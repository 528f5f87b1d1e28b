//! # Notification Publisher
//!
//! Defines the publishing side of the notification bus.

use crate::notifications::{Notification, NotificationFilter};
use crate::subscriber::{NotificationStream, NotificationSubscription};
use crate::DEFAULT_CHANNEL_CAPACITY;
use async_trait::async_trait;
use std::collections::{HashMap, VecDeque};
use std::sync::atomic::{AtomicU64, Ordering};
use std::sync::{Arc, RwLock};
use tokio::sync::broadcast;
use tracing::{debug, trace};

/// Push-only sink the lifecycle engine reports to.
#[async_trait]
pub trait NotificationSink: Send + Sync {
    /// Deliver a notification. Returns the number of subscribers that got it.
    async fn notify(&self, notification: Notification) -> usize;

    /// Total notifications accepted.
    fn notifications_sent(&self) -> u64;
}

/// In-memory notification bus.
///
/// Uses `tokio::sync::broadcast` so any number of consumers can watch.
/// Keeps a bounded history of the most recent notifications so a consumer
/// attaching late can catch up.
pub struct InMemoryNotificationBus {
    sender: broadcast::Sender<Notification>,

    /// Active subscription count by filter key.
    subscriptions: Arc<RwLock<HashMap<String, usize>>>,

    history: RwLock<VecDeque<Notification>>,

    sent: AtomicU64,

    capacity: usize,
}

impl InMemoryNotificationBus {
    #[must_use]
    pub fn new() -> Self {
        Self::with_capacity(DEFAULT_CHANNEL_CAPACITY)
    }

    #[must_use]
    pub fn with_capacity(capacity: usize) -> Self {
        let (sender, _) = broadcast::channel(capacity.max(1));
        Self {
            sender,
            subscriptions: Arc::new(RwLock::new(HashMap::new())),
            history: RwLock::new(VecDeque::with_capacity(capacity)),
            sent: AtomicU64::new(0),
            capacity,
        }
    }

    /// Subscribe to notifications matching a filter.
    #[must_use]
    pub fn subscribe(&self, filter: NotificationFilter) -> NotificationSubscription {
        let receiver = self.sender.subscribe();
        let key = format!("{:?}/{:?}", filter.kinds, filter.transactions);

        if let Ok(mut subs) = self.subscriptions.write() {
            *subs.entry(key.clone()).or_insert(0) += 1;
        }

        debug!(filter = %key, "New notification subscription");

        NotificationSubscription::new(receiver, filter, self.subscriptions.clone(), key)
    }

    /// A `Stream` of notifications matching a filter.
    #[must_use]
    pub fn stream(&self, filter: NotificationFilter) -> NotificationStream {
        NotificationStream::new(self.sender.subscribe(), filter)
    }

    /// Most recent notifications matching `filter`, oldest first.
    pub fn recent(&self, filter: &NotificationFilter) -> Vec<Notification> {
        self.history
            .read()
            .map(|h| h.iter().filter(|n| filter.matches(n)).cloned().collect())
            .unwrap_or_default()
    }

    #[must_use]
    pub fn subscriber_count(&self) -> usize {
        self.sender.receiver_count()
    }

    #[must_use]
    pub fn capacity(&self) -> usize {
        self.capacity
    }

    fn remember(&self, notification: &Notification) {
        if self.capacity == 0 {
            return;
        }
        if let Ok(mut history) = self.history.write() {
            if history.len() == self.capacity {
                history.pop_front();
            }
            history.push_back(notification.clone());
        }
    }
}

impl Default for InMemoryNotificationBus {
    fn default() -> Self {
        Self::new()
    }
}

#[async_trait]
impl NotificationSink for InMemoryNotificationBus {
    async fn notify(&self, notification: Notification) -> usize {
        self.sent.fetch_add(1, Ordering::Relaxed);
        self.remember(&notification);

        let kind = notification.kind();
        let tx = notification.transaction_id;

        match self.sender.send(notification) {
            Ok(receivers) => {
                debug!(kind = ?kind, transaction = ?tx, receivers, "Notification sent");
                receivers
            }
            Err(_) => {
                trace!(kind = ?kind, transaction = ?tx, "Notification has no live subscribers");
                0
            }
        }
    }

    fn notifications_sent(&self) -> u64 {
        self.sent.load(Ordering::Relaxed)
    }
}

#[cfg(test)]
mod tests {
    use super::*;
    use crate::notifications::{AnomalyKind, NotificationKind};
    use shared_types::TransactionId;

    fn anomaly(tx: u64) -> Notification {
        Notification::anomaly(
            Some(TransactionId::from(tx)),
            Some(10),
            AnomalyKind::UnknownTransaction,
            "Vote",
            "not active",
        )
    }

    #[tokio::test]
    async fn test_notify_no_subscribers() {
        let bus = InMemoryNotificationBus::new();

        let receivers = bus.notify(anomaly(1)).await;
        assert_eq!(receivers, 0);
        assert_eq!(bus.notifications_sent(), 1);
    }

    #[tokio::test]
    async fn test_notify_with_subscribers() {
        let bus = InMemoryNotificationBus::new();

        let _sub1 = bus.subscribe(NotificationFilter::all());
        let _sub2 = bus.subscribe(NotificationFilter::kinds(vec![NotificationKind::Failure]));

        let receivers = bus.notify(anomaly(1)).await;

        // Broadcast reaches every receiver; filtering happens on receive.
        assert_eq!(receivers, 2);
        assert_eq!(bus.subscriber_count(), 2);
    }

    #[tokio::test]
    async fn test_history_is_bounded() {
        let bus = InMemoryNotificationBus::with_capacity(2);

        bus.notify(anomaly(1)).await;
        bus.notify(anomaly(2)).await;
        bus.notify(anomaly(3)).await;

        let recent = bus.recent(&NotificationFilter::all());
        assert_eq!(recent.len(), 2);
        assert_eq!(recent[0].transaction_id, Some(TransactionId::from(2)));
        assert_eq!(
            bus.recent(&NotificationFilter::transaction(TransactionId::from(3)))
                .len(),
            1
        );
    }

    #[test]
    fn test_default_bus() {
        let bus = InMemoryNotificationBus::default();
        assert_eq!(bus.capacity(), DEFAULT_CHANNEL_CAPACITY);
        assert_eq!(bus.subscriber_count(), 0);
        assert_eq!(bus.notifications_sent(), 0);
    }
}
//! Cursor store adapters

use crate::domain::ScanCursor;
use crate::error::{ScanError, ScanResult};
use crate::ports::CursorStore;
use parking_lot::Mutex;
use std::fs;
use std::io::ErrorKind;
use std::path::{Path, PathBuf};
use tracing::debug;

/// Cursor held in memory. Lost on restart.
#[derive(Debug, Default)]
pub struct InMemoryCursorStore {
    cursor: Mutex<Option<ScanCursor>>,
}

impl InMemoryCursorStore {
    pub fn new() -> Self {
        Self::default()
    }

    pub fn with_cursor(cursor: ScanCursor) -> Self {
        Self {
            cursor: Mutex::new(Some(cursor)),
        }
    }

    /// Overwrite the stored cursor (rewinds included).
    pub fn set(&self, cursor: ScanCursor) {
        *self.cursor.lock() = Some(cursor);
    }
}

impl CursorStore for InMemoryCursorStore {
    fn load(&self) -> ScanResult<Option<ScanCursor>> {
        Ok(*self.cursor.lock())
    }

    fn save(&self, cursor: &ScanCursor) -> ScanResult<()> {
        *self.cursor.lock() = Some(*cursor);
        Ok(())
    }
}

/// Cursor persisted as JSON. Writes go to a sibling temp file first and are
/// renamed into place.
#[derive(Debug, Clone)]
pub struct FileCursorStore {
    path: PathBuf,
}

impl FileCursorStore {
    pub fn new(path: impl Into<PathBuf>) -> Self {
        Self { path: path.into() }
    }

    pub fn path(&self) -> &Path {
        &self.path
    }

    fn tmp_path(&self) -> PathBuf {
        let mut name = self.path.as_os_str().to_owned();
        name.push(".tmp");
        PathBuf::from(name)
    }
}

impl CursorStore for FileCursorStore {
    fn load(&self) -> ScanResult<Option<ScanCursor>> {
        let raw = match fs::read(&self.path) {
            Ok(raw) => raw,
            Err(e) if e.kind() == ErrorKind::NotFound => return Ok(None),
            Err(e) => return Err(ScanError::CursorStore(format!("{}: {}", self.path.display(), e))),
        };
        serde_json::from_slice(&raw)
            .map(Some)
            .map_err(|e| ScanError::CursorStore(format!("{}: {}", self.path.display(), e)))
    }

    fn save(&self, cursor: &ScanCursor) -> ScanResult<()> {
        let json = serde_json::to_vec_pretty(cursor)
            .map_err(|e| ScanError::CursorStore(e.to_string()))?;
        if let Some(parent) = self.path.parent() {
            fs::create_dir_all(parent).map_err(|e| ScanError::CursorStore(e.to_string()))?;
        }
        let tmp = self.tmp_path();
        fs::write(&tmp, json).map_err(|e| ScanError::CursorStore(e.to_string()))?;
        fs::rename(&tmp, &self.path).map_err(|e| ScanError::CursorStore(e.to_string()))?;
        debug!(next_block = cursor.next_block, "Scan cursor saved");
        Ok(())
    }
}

════════

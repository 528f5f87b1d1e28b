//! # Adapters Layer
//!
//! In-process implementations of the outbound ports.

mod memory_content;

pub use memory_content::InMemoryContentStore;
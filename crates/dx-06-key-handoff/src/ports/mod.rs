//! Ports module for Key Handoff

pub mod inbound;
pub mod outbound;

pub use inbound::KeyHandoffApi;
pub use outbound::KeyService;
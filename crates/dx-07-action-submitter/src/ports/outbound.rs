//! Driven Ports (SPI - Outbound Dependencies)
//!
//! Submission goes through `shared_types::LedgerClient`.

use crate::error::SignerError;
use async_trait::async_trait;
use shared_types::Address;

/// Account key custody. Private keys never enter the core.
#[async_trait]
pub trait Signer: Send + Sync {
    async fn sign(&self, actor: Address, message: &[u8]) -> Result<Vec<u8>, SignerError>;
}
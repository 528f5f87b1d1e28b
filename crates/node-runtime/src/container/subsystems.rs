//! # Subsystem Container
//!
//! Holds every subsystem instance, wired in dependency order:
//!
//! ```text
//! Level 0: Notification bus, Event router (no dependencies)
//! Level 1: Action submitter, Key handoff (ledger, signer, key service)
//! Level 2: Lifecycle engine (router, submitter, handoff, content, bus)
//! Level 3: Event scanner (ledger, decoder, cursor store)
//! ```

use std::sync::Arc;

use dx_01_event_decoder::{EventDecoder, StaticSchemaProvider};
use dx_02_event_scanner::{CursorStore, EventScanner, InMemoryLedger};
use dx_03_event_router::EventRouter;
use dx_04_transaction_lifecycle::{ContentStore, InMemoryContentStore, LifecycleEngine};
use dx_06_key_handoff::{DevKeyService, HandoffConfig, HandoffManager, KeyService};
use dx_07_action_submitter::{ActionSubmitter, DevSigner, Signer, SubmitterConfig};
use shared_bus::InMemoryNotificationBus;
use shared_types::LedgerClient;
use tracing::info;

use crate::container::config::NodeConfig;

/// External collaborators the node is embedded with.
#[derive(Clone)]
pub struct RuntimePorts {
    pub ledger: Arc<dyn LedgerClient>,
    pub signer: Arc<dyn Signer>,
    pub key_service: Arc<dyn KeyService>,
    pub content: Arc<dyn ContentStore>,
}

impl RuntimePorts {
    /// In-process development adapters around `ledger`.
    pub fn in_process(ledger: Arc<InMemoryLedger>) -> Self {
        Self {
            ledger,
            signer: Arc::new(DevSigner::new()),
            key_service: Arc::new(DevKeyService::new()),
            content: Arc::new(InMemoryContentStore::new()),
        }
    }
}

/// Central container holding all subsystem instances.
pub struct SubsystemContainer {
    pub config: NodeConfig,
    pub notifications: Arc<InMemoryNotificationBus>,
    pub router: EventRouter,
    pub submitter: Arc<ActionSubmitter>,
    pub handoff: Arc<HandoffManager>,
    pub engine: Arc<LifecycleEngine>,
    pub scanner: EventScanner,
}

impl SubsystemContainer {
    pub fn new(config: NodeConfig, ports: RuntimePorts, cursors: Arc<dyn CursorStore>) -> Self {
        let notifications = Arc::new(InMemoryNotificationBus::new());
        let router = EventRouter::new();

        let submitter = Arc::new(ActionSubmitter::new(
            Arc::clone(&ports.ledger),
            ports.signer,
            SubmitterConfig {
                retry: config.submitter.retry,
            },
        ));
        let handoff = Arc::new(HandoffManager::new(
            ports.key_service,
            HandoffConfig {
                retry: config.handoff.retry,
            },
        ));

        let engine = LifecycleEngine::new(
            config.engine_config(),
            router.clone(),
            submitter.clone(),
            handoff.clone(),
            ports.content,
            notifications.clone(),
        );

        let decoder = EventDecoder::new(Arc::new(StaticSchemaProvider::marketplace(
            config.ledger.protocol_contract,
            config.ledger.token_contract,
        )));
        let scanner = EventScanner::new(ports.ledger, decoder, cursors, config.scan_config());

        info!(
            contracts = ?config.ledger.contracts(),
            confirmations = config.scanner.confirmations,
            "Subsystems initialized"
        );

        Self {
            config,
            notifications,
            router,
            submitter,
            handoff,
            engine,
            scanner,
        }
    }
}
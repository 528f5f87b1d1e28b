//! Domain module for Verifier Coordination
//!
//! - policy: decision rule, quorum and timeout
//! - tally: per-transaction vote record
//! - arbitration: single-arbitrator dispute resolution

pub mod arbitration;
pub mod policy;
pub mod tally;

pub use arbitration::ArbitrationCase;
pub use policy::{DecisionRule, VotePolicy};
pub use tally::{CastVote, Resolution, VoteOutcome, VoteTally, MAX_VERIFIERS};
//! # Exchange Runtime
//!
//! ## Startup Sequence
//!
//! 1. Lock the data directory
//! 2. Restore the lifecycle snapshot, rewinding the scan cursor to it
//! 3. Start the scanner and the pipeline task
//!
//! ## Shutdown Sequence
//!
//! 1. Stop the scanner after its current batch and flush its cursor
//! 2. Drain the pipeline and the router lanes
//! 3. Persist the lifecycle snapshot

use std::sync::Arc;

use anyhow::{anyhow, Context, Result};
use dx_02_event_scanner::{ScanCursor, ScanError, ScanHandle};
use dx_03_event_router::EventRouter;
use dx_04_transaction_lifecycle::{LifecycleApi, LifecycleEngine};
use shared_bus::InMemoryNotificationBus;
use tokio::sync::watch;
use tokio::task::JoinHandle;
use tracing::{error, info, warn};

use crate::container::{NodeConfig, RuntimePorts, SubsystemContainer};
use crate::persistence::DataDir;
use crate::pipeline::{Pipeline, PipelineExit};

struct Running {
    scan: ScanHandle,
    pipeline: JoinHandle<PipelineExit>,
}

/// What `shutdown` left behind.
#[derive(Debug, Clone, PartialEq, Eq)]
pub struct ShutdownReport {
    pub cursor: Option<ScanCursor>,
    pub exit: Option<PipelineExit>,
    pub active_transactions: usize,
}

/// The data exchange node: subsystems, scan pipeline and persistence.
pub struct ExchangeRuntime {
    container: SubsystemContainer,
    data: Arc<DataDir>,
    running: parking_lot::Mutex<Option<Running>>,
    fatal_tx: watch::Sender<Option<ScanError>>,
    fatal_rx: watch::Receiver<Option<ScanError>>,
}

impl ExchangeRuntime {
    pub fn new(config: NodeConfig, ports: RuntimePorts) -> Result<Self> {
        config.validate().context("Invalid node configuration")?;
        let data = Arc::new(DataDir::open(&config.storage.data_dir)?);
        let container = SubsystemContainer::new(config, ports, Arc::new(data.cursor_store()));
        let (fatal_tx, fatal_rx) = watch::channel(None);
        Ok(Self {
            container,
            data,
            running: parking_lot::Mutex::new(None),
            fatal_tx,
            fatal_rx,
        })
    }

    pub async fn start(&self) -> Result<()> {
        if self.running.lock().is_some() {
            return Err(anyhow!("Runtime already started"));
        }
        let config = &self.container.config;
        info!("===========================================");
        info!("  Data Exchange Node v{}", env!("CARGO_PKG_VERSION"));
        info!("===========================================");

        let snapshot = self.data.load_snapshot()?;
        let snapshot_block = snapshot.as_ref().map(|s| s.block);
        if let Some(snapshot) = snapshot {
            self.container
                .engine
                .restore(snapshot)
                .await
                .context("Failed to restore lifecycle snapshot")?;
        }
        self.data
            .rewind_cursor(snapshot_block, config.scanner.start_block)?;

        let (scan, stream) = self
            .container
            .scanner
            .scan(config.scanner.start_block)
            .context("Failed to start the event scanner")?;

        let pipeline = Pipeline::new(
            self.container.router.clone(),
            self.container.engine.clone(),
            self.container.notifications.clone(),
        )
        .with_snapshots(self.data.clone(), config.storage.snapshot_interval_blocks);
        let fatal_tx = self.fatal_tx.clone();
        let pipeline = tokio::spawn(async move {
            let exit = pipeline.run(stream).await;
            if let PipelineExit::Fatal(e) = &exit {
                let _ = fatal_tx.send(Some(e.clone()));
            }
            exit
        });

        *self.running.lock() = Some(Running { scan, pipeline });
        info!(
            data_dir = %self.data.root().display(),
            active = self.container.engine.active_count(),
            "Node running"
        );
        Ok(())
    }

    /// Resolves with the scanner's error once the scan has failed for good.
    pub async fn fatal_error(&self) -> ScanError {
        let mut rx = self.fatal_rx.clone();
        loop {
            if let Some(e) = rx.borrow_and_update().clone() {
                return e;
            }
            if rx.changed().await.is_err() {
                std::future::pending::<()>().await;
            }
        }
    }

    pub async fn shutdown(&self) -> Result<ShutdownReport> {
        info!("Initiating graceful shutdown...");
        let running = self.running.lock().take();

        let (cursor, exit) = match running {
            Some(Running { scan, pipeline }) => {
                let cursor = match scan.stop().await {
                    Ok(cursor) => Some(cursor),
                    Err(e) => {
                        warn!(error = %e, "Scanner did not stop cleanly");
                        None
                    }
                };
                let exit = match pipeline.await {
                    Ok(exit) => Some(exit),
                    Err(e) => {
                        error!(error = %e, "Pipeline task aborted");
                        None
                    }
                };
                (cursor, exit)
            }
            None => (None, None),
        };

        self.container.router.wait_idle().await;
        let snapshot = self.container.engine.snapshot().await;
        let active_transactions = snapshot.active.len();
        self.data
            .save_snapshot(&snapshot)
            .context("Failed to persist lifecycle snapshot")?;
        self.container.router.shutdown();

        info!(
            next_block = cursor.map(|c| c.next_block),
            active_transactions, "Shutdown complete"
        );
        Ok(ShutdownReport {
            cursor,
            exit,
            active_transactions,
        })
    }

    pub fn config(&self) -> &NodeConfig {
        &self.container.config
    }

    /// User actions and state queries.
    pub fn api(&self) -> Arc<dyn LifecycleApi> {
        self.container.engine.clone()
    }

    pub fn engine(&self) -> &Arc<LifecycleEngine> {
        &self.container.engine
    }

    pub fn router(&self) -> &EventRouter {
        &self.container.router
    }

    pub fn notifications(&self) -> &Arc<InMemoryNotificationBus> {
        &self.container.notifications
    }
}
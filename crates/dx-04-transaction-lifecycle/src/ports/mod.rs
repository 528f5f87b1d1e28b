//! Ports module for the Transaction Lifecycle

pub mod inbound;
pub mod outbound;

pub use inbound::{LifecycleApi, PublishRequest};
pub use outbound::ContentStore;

════════

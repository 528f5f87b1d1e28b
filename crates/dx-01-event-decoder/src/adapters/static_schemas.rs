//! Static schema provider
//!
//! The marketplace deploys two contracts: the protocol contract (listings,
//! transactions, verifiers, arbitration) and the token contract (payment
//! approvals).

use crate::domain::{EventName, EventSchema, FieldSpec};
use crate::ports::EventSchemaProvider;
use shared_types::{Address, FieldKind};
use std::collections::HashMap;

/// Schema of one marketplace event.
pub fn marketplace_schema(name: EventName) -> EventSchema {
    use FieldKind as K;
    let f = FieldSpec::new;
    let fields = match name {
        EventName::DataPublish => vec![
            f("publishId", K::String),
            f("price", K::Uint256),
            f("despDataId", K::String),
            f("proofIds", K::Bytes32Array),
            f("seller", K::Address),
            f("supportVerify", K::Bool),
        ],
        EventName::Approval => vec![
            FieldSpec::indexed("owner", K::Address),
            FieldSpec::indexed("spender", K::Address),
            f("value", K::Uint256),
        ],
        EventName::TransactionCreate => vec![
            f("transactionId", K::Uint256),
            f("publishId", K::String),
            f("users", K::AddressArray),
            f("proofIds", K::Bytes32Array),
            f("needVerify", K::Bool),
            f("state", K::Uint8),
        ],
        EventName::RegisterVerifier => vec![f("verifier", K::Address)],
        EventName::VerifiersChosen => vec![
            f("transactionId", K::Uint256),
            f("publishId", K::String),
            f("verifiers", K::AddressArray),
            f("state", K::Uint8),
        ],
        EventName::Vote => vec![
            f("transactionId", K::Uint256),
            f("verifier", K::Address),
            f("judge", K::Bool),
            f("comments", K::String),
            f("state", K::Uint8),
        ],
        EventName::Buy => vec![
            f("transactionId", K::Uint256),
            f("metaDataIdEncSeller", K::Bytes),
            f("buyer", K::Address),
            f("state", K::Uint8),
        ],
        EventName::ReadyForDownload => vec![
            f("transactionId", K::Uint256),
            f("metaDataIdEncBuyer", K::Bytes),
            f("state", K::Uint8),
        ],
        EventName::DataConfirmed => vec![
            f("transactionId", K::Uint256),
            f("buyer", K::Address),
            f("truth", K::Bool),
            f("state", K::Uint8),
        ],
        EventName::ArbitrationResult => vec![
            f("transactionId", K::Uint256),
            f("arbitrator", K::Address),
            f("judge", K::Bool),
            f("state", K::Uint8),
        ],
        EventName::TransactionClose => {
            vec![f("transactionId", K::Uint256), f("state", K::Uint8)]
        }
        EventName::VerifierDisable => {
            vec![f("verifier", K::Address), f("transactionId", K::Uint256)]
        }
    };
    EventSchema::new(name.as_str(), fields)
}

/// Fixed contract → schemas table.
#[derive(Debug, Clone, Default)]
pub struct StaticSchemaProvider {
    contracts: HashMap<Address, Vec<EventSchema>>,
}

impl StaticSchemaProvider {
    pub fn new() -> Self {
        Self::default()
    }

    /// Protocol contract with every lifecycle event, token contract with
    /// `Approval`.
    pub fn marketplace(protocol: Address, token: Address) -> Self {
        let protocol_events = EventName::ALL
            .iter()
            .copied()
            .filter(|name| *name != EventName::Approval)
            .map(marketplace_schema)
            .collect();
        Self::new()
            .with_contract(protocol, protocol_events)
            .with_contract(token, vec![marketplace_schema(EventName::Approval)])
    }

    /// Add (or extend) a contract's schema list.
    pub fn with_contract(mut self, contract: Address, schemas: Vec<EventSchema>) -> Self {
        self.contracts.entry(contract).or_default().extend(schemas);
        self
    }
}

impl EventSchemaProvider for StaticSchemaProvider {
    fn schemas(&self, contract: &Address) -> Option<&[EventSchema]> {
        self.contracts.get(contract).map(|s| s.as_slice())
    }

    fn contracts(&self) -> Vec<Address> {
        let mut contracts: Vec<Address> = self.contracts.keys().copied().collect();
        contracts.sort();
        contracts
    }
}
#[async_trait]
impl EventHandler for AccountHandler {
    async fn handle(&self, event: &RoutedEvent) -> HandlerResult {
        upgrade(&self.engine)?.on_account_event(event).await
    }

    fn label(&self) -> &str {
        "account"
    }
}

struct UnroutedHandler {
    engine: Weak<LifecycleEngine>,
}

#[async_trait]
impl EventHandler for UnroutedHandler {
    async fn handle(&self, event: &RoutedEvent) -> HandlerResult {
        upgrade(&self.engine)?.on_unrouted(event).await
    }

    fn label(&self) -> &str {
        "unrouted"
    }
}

════════

— Problem statement —
Scan the material line by line and report each one that contains "usize".

— Answer section —
    async fn notify(&self, notification: Notification) -> usize;
    subscriptions: Arc<RwLock<HashMap<String, usize>>>,
    capacity: usize,
    pub fn with_capacity(capacity: usize) -> Self {
    pub fn subscriber_count(&self) -> usize {
    pub fn capacity(&self) -> usize {
    async fn notify(&self, notification: Notification) -> usize {
    pub active_transactions: usize,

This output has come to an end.